Rotary International President Sakuji Tanaka's October 2012 Message
RI President's Message - October 2012
Dear fellow Rotarians,
Every Rotarian is different. Every Rotarian was drawn into Rotary for different reasons, and many vividly remember their first "Rotary Moment" – the moment when they went from being members of their Rotary clubs to being committed Rotarians.
I love hearing these stories and learning about what drew each Rotarian into Rotary. For some, it was a Rotary office, a particular project, or a convention. For me, it was a speaker at an ordinary weekly meeting of the Rotary Club of Yashio, about two years after I'd joined.
I am a charter member of my club, and I was invited to join by the charter president. I had never heard of Rotary, and at the time, I didn't really know what service meant. But I was new to Yashio. I had just moved there from Tokyo, and I didn't know many people. I thought Rotary would be a good way to make friends and to help my business, and I respected the person who invited me, so I joined.
But to be honest, for the first two years, we didn't do much. Every week, I came to my meeting, I ate lunch, and I listened to a speaker. I paid my dues, and I gave money to The Rotary Foundation. But I wasn't involved in any service. I didn't know what Rotary service was supposed to be.
That all changed one week, when we had a speaker who talked about vocational service. This was a new idea to me. Until then, I had never thought much about the purpose of my life, or why I was in business. I was too busy working. I was always focused on my business, and on how to make it larger and better. I never stopped to consider any deeper purpose of my work.
Understanding the idea of vocational service completely changed my attitude toward my work, and toward my own purpose in life. I realized that the goal of a person doing business is not only to earn a living. The purpose is to be a contributing member of the community, to make the community stronger, and to help make other people's lives better. When I understood this, and understood the concept of Service Above Self, it changed my life – and set me firmly on the path to a life of Rotary service. That is my Rotary Moment.
Trustee chair's message - October 2012
A New Approach to Vocational Service and Training
In 2013, all districts will have the opportunity to support vocational training teams (VTTs) with Rotary Foundation grants.

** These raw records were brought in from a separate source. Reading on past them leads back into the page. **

//! The agent loop (§4.6): drives a conversation against the chat provider
//! with function-calling until a final answer, a parked question, or a
//! failure.

use std::collections::HashMap;
use std::sync::Arc;
use std::time::Duration;

use chat_client::{ChatClient, CompletionRequest};
use tokio_util::sync::CancellationToken;
use uuid::Uuid;

use crate::domains::jobs::tools::{self, AgentContext, ToolName, ToolOutcome};
use crate::kernel::discovery::DiscoveryService;
use crate::kernel::models::{ConversationMessage, ExecutionState, HitlMode, Job, LogLevel};
use crate::kernel::object_store::ObjectStore;
use crate::kernel::queue::QueueStore;
use crate::kernel::sandbox::SandboxProvider;

const MAX_ITERATIONS: u32 = 20;
const MAX_TOKENS: u32 = 4096;
const MAX_ATTACHMENT_BYTES: u64 = 10 * 1024 * 1024;
const MAX_HISTORY_MESSAGES: usize = 200;

/// Outcome of one complete pass through the agent loop.
pub enum LoopOutcome {
    Final(String),
    AskUser { question: String, state: serde_json::Value },
    Failure(String),
}

pub struct AgentLoopDeps {
    pub chat_client: Arc<ChatClient>,
    pub queue: Arc<dyn QueueStore>,
    pub discovery: Arc<dyn DiscoveryService>,
    pub object_store: Arc<dyn ObjectStore>,
    pub sandbox_provider: Arc<dyn SandboxProvider>,
}

/// Run the agent loop for one Job to completion, a park point, or failure.
///
/// Cancellation is checked at the top of every iteration and raced against
/// each suspension point inside it — the chat-completion call and every
/// tool's in-flight HTTP/sandbox call (§5) — so a cancelled job releases
/// promptly instead of waiting out whatever call happened to be in flight.
/// Callers that need to bound wall-clock time wrap this call in a timeout
/// keyed to the Job's `timeout_seconds`.
pub async fn run(job: &Job, deps: &AgentLoopDeps, cancel: &CancellationToken) -> LoopOutcome {
    let attachments = load_attachments(job.id, &deps.queue).await;

    let ctx = AgentContext {
        job_id: job.id,
        http: reqwest::Client::new(),
        queue: deps.queue.clone(),
        discovery: deps.discovery.clone(),
        object_store: deps.object_store.clone(),
        sandbox_provider: deps.sandbox_provider.clone(),
        attachments,
        staged_files: tokio::sync::Mutex::new(HashMap::new()),
        sandbox: tokio::sync::Mutex::new(None),
    };

    let mut history = build_conversation(job, &ctx).await;
    let tool_defs = tools::tool_definitions();

    let outcome = loop_body(job, &deps.chat_client, &tool_defs, &mut history, &ctx, cancel).await;

    match &outcome {
        LoopOutcome::Final(_) | LoopOutcome::AskUser { .. } => {
            ctx.upload_staged_artifacts().await;
            ctx.teardown_sandbox().await;
        }
        LoopOutcome::Failure(_) => {
            ctx.teardown_sandbox().await;
        }
    }

    outcome
}

async fn loop_body(
    job: &Job,
    chat_client: &ChatClient,
    tool_defs: &[chat_client::ToolDefinition],
    history: &mut Vec<ConversationMessage>,
    ctx: &AgentContext,
    cancel: &CancellationToken,
) -> LoopOutcome {
    for _ in 0..MAX_ITERATIONS {
        if cancel.is_cancelled() {
            return LoopOutcome::Failure("cancelled".to_string());
        }

        let wire_messages: Vec<serde_json::Value> = history.iter().map(ConversationMessage::to_wire).collect();
        let request = CompletionRequest::new(job.model.clone(), wire_messages)
            .with_tools(tool_defs.to_vec())
            .with_max_tokens(MAX_TOKENS);

        let assistant_raw = match race_cancel(cancel, chat_client.complete(request)).await {
            Err(_) => return LoopOutcome::Failure("cancelled".to_string()),
            Ok(Ok(message)) => message.raw,
            Ok(Err(e)) => return LoopOutcome::Failure(e.to_string()),
        };

        let assistant = ConversationMessage::from_assistant_raw(&assistant_raw);
        let tool_calls = match &assistant {
            ConversationMessage::Assistant { tool_calls, .. } => tool_calls.clone(),
            _ => Vec::new(),
        };
        let content = match &assistant {
            ConversationMessage::Assistant { content, .. } => content.clone(),
            _ => None,
        };
        history.push(assistant);

        if tool_calls.is_empty() {
            return match content {
                Some(text) if !text.is_empty() => {
                    ctx.queue
                        .append_log(
                            job.id,
                            LogLevel::Warn,
                            "assistant returned no tool calls; treating content as final answer",
                            None,
                        )
                        .await;
                    LoopOutcome::Final(text)
                }
                _ => LoopOutcome::Failure("assistant returned an empty message".to_string()),
            };
        }

        for call in &tool_calls {
            let id = call
                .get("id")
                .and_then(|v| v.as_str())
                .unwrap_or_default()
                .to_string();
            let name = call
                .get("function")
                .and_then(|f| f.get("name"))
                .and_then(|v| v.as_str())
                .unwrap_or_default();
            let arguments = call
                .get("function")
                .and_then(|f| f.get("arguments"))
                .and_then(|v| v.as_str())
                .unwrap_or("{}");

            let Some(tool_name) = ToolName::parse(name) else {
                history.push(ConversationMessage::Tool {
                    tool_call_id: id,
                    content: format!("unknown tool: {name}"),
                });
                continue;
            };

            let started = std::time::Instant::now();
            let outcome = tools::dispatch(tool_name, arguments, ctx, cancel).await;
            ctx.queue
                .append_log(
                    job.id,
                    LogLevel::Info,
                    &format!("tool call: {name}"),
                    Some(serde_json::json!({
                        "tool": name,
                        "arguments_preview": truncate_preview(arguments, 200),
                        "duration_ms": started.elapsed().as_millis() as u64,
                    })),
                )
                .await;

            match outcome {
                Ok(ToolOutcome::FinalAnswer(answer)) => return LoopOutcome::Final(answer),
                Ok(ToolOutcome::AskUser(question)) => {
                    history.push(ConversationMessage::Tool {
                        tool_call_id: id,
                        content: format!("asked user: {question}"),
                    });
                    let mut state = ExecutionState::new(history.clone());
                    state.truncate_history(MAX_HISTORY_MESSAGES);
                    let state_json = serde_json::to_value(&state).unwrap_or(serde_json::Value::Null);
                    return LoopOutcome::AskUser { question, state: state_json };
                }
                Ok(ToolOutcome::Continue(result)) => {
                    history.push(ConversationMessage::Tool {
                        tool_call_id: id,
                        content: result,
                    });
                }
                Err(error_text) => {
                    history.push(ConversationMessage::Tool {
                        tool_call_id: id,
                        content: format!("error: {error_text}"),
                    });
                }
            }
        }
    }

    LoopOutcome::Failure("max iterations reached".to_string())
}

These teams of Rotarian and non-Rotarian professionals will travel abroad to meet a humanitarian need, either by teaching local professionals about a particular field or learning more themselves.
VTTs, like Group Study Exchanges (GSEs), can be sponsored by district grants, which have no area of focus requirements. Districts 6200 and 9600 used district grants to organize a VTT exchange dealing with the environmental impact of oil spills. VTTs can also be sponsored by global grants.
Some districts have expressed disappointment that the Foundation will no longer support the GSE program. However, many districts have had difficulty finding professionals who meet the program requirements, forcing the Foundation to grant dozens of exceptions to the GSE guidelines every year. Under Future Vision, districts can still sponsor such activities through district grants and search for partners on the District Grant VTT Partner Forum on LinkedIn.
Unlike GSEs, VTTs have no restrictions on participant age or length of training. They also offer an opportunity for the hands-on activity with lasting impact that many GSE participants have requested. The GSE program established the Foundation's commitment to vocational training; VTTs are taking that commitment to a new, more dynamic level.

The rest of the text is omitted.